The West Midlands is preparing to make a bold leap into the AI era.

Mayor Richard Parker has unveiled plans for an AI Academy – a £10 million proposal within his new Growth Plan – that would give adults across the region free access to practical AI training. The three-year programme will be developed with leading tech companies, colleges, universities, specialist providers and community groups and aims to create clear career routes while upskilling the existing workforce.

Parker says the Academy is about fairness and opportunity. “In an age where artificial intelligence is revolutionising industries, the need to give all our communities the AI skills to secure high-quality jobs is economically imperative,” he explained, arguing that AI should become a basic skill like English or maths so nobody is left behind.

Why the West Midlands? The region already hosts a fast-growing tech ecosystem with scores of AI firms and a strong cluster of research and industry partnerships. The plan builds on that foundation: it proposes targeted training in areas where AI is already being applied locally – from manufacturing and healthtech to fintech, creative industries and public services. The proposal sits alongside wider Growth Plan goals, including job creation and housing investment, designed to boost regional productivity and opportunity.

Universities and research centres will play a central role.

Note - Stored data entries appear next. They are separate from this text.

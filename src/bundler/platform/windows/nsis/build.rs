//! NSIS installer build execution.
//!
//! Compiles NSI scripts into Windows installer executables using makensis.

use crate::bundler::{
    error::{Error, Result},
    process::{CommandSpec, ProcessRunner},
};
use std::path::Path;
use tokio_util::sync::CancellationToken;

/// Arguments passed to makensis ahead of the script path.
const MAKENSIS_ARGS: &[&str] = &["-V3", "-INPUTCHARSET", "UTF8"];

/// Command compiling `nsi_path` with `makensis`.
pub fn makensis_command(makensis: &Path, nsi_path: &Path) -> CommandSpec {
    let command = CommandSpec::new(makensis).args(MAKENSIS_ARGS).arg(nsi_path);
    match nsi_path.parent() {
        Some(dir) if !dir.as_os_str().is_empty() => command.current_dir(dir),
        _ => command,
    }
}

/// Run makensis to compile NSI script into installer executable.
///
/// Output is streamed through the runner's sink. The installer path is
/// declared inside the script, so success is judged by the exit code here and
/// by the caller checking the file exists.
pub async fn run_makensis(
    runner: &ProcessRunner,
    makensis: &Path,
    nsi_path: &Path,
    cancel: &CancellationToken,
) -> Result<()> {
    log::info!("Running makensis...");

    let command = makensis_command(makensis, nsi_path);
    let code = runner.run(&command, cancel).await.map_err(|e| match e {
        Error::CommandFailed { command, error } => {
            Error::Installer(format!("makensis `{command}` could not be started: {error}"))
        }
        other => other,
    })?;

    if code != 0 {
        return Err(Error::Installer(format!(
            "makensis compilation failed with exit code {code}"
        )));
    }

    Ok(())
}
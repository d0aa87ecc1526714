//! NSIS utility functions.
//!
//! Helper functions for version formatting, string escaping and file output.

use crate::bundler::{
    error::{ErrorExt, Result},
    packaging::version_file::version_tuple,
};
use std::path::Path;
use tokio::io::AsyncWriteExt;

/// Format version string for NSIS VIProductVersion.
///
/// NSIS requires exactly 4 numeric parts (major.minor.patch.build).
/// This function normalizes version strings to meet that requirement:
/// - "1" -> "1.0.0.0"
/// - "1.2" -> "1.2.0.0"
/// - "1.2.3" -> "1.2.3.0"
/// - "1.2.3.4.5" -> "1.2.3.4" (truncates to first 4)
/// - "2.0-rc1" -> "2.0.0.0" (non-numeric suffixes are dropped)
pub fn format_version_for_nsis(version: &str) -> String {
    let [major, minor, patch, build] = version_tuple(version);
    format!("{major}.{minor}.{patch}.{build}")
}

/// Escape a value for use inside a double-quoted NSIS string.
///
/// `$` starts a variable and `"` ends the string, so both are escaped.
pub fn escape_nsis(value: &str) -> String {
    value.replace('$', "$$").replace('"', "$\\\"")
}

/// Escaped path for an NSIS string, in the host's separator convention.
pub fn nsis_path(path: &Path) -> String {
    escape_nsis(&path.display().to_string())
}

/// Write file with UTF-8 BOM (required by NSIS).
///
/// NSIS requires installer scripts to be encoded with UTF-8 BOM (byte order mark).
/// This function writes the BOM (EF BB BF) followed by the content.
pub async fn write_utf8_bom(path: &Path, content: &str) -> Result<()> {
    let mut file = tokio::fs::File::create(path)
        .await
        .fs_context("creating NSI script file", path)?;

    // Write UTF-8 BOM: EF BB BF
    file.write_all(&[0xEF, 0xBB, 0xBF])
        .await
        .fs_context("writing UTF-8 BOM", path)?;
    file.write_all(content.as_bytes())
        .await
        .fs_context("writing NSI content", path)?;
    file.flush().await.fs_context("flushing NSI file", path)?;

    Ok(())
}

#[cfg(test)]
mod tests {
    use super::*;

    #[test]
    fn version_always_has_four_parts() {
        assert_eq!(format_version_for_nsis("1"), "1.0.0.0");
        assert_eq!(format_version_for_nsis("1.2"), "1.2.0.0");
        assert_eq!(format_version_for_nsis("1.2.3"), "1.2.3.0");
        assert_eq!(format_version_for_nsis("1.2.3.4"), "1.2.3.4");
        assert_eq!(format_version_for_nsis("1.2.3.4.5"), "1.2.3.4");
        assert_eq!(format_version_for_nsis("2.0-rc1"), "2.0.0.0");
    }

    #[test]
    fn dollar_and_quote_are_escaped() {
        assert_eq!(escape_nsis("Cost $5"), "Cost $$5");
        assert_eq!(escape_nsis("say \"hi\""), "say $\\\"hi$\\\"");
    }

    #[test]
    fn paths_are_escaped() {
        assert_eq!(nsis_path(Path::new("/tmp/$app/dist")), "/tmp/$$app/dist");
    }

    #[tokio::test]
    async fn script_file_starts_with_bom() {
        let dir = tempfile::tempdir().expect("tempdir");
        let path = dir.path().join("installer.nsi");
        write_utf8_bom(&path, "Name \"x\"").await.expect("write");

        let bytes = std::fs::read(&path).expect("read");
        assert_eq!(&bytes[..3], &[0xEF, 0xBB, 0xBF]);
        assert_eq!(&bytes[3..], b"Name \"x\"");
    }
}
//! Platform-specific installer generation.
//!
//! The installer format is Windows-only, but makensis and signing tools can
//! be driven from any host.

pub mod windows;
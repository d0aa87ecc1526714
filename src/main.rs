//! pyexe_bundler - package Python scripts into Windows executables and installers.
//!
//! Exit code 0 means every requested stage succeeded and its artifacts exist.

use std::process;

#[tokio::main]
async fn main() {
    // RUST_LOG overrides; tool output is printed by the CLI, not the logger
    env_logger::Builder::from_env(env_logger::Env::default().default_filter_or("warn")).init();

    let exit_code = match pyexe_bundler::cli::run().await {
        Ok(code) => code,
        Err(e) => {
            eprintln!("Error: {e}");
            1
        }
    };

    process::exit(exit_code);
}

The University of Wolverhampton has already launched a Centre for Cyber Resilience and Artificial Intelligence (CYBRAI), while the University of Birmingham, Aston University’s Digital Futures Institute and Coventry University are expanding applied AI research in health, robotics, cybersecurity and supply-chain systems. The AI Academy will link these higher-education strengths with industry placements, bootcamps and community outreach.

For creatives and media professionals, the move is particularly welcome. Our sister brand, BritAsia Academy already offers an AI-powered Content Creation course that teaches ethical AI use, generative-AI tools for social media, prompt engineering, understanding audiences, and branding and advertising strategies. Most courses also carry Level 3 CPD recognition and include certificates of completion – practical credentials students can show employers or use when pitching freelance services.

If delivered as promised, the Academy could open routes into high-value roles for tens of thousands of residents – from AI-assisted content producers to data-literate roles in manufacturing and healthtech. For community groups and local employers, free, high-quality training reduces barriers to entry and helps match local talent with emerging job opportunities.

Residents interested in AI courses, creative AI training, or employer partnerships should look out for regional sign-ups and outreach events. For creatives, BritAsia Academy’s AI modules offer an immediate way to learn practical skills that translate into paid work, freelance opportunities and stronger CVs.

This is a defining moment for the West Midlands: an investment not only in technology, but in people – equipping communities to shape, rather than be shaped by, the AI future.